Street Fighter: Legacy is a 3 minute short film directed by Owen Trevor, whose work can usually be seen on episodes of Top Gear. Much care and attention has been given to this film, with great cinematography and well performed fighting. The only down side to this whole production is its length, with a run time that’s shorter than a single episode of the now classic Street Fighter: The Later Years.

For those of you looking for something with more substance to it then I highly recommend checking out the 90 minute MegaMan: The Movie. It might not have the production value of Legacy, but it makes up for it in plot, something that the aforementioned short barely hints at.

Although the acting may not be stellar and the occasional special effect missing the mark, for an action movie shot on location in New York City for what one must imagine was a very limited budget it wears its heart on its sleeve as you can tell the love that was poured into this project. The care and attention in the costume design does not shy away from its 8 Bit origins and if you were able to cope with the visual flair of a television show like Power Rangers then this is of similar quality.

For the record I am not well versed in MegaMan, so those that have grown up with the character may have differing opinions, but I felt the script was well written and that the characters were realised affectionately.

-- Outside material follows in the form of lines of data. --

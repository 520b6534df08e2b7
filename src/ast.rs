//! Closed AST model for the component source language.
//!
//! Nodes are produced by the front end (`parse`) or handed over as JSON by the
//! host pipeline. Every node kind this layer classifies has exactly one variant,
//! so predicates are exhaustive matches rather than shape probes.

use serde::{Deserialize, Serialize};
use std::fmt;

// ═══════════════════════════════════════════════════════════════════════════════
// SOURCE LOCATIONS
// ═══════════════════════════════════════════════════════════════════════════════

/// A point in the source text. `line` is 1-based, `column` is 0-based and
/// counted in chars.
#[derive(Debug, Clone, Copy, PartialEq, Eq, Default, Serialize, Deserialize)]
pub struct Position {
    pub line: u32,
    pub column: u32,
}

impl Position {
    pub fn new(line: u32, column: u32) -> Self {
        Self { line, column }
    }
}

#[derive(Debug, Clone, Copy, PartialEq, Eq, Default, Serialize, Deserialize)]
pub struct Location {
    pub start: Position,
    pub end: Position,
}

impl Location {
    pub fn new(start: Position, end: Position) -> Self {
        Self { start, end }
    }
}

// ═══════════════════════════════════════════════════════════════════════════════
// PROGRAM & STATEMENTS
// ═══════════════════════════════════════════════════════════════════════════════

#[derive(Debug, Clone, PartialEq, Default, Serialize, Deserialize)]
pub struct Program {
    pub body: Vec<Stmt>,
    #[serde(default)]
    pub loc: Option<Location>,
}

#[derive(Debug, Clone, PartialEq, Serialize, Deserialize)]
#[serde(tag = "type")]
pub enum Stmt {
    #[serde(rename = "ExpressionStatement")]
    Expr(ExprStmt),
    #[serde(rename = "VariableDeclaration")]
    VarDecl(VarDecl),
    #[serde(rename = "IfStatement")]
    If(IfStmt),
    #[serde(rename = "BlockStatement")]
    Block(BlockStmt),
    #[serde(rename = "ReturnStatement")]
    Return(ReturnStmt),
    #[serde(rename = "ImportDeclaration")]
    Import(ImportDecl),
}

impl Stmt {
    pub fn loc(&self) -> Option<Location> {
        match self {
            Stmt::Expr(s) => s.loc,
            Stmt::VarDecl(s) => s.loc,
            Stmt::If(s) => s.loc,
            Stmt::Block(s) => s.loc,
            Stmt::Return(s) => s.loc,
            Stmt::Import(s) => s.loc,
        }
    }
}

#[derive(Debug, Clone, PartialEq, Serialize, Deserialize)]
pub struct ExprStmt {
    pub expression: Expr,
    #[serde(default)]
    pub loc: Option<Location>,
}

#[derive(Debug, Clone, Copy, PartialEq, Eq, Serialize, Deserialize)]
#[serde(rename_all = "lowercase")]
pub enum VarKind {
    Var,
    Let,
    Const,
}

impl VarKind {
    pub fn as_str(self) -> &'static str {
        match self {
            VarKind::Var => "var",
            VarKind::Let => "let",
            VarKind::Const => "const",
        }
    }
}

#[derive(Debug, Clone, PartialEq, Serialize, Deserialize)]
pub struct VarDecl {
    pub kind: VarKind,
    pub declarations: Vec<VarDeclarator>,
    #[serde(default)]
    pub loc: Option<Location>,
}

#[derive(Debug, Clone, PartialEq, Serialize, Deserialize)]
pub struct VarDeclarator {
    pub id: Pattern,
    #[serde(default)]
    pub init: Option<Expr>,
    #[serde(default)]
    pub loc: Option<Location>,
}

/// Binding target of a declarator.
#[derive(Debug, Clone, PartialEq, Serialize, Deserialize)]
#[serde(tag = "type")]
pub enum Pattern {
    Identifier(Identifier),
    ObjectPattern(ObjectPattern),
    ArrayPattern(ArrayPattern),
}

#[derive(Debug, Clone, PartialEq, Serialize, Deserialize)]
pub struct ObjectPattern {
    pub properties: Vec<Pattern>,
    #[serde(default)]
    pub loc: Option<Location>,
}

#[derive(Debug, Clone, PartialEq, Serialize, Deserialize)]
pub struct ArrayPattern {
    pub elements: Vec<Option<Pattern>>,
    #[serde(default)]
    pub loc: Option<Location>,
}

#[derive(Debug, Clone, PartialEq, Serialize, Deserialize)]
pub struct IfStmt {
    pub test: Expr,
    pub consequent: Box<Stmt>,
    #[serde(default)]
    pub alternate: Option<Box<Stmt>>,
    #[serde(default)]
    pub loc: Option<Location>,
}

#[derive(Debug, Clone, PartialEq, Default, Serialize, Deserialize)]
pub struct BlockStmt {
    pub body: Vec<Stmt>,
    #[serde(default)]
    pub loc: Option<Location>,
}

#[derive(Debug, Clone, PartialEq, Serialize, Deserialize)]
pub struct ReturnStmt {
    #[serde(default)]
    pub argument: Option<Expr>,
    #[serde(default)]
    pub loc: Option<Location>,
}

#[derive(Debug, Clone, PartialEq, Serialize, Deserialize)]
pub struct ImportDecl {
    pub source: String,
    /// Local binding names, in declaration order.
    pub specifiers: Vec<Identifier>,
    #[serde(default)]
    pub loc: Option<Location>,
}

// ═══════════════════════════════════════════════════════════════════════════════
// EXPRESSIONS
// ═══════════════════════════════════════════════════════════════════════════════

#[derive(Debug, Clone, PartialEq, Serialize, Deserialize)]
#[serde(tag = "type")]
pub enum Expr {
    Identifier(Identifier),
    #[serde(rename = "ThisExpression")]
    This(ThisExpr),
    Literal(Literal),
    TemplateLiteral(TemplateLiteral),
    #[serde(rename = "TaggedTemplateExpression")]
    TaggedTemplate(TaggedTemplate),
    #[serde(rename = "MemberExpression")]
    Member(MemberExpr),
    #[serde(rename = "CallExpression")]
    Call(CallExpr),
    #[serde(rename = "UnaryExpression")]
    Unary(UnaryExpr),
    #[serde(rename = "BinaryExpression")]
    Binary(BinaryExpr),
    #[serde(rename = "LogicalExpression")]
    Logical(LogicalExpr),
    #[serde(rename = "ConditionalExpression")]
    Conditional(ConditionalExpr),
    #[serde(rename = "ArrayExpression")]
    Array(ArrayExpr),
    #[serde(rename = "ObjectExpression")]
    Object(ObjectExpr),
    #[serde(rename = "ArrowFunctionExpression")]
    Arrow(ArrowFunction),
    #[serde(rename = "ParenthesizedExpression")]
    Paren(ParenExpr),
    #[serde(rename = "JSXElement")]
    Jsx(JsxElement),
    #[serde(rename = "JSXFragment")]
    JsxFragment(JsxFragment),
}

Keeping to the topic of Capcom fans I just wanted to share a bit of late but no less awesome news that you rarely hear from mainstream news outlets. Tragedy recently befell the family of well known Street Fighter tournament player, Chris Hu. His family, along with 50 others, sadly lost their New York home to a fire where they lost all their possessions and savings. However the tournament community over at SRK came to their aid, spending a week putting in donations to a fund to help Chris and his family. The community managed to raise an astounding $20,894 in a week.

Stories such as these rarely make headlines, but I think that it is important to note how compassionate and creative the gaming community can be.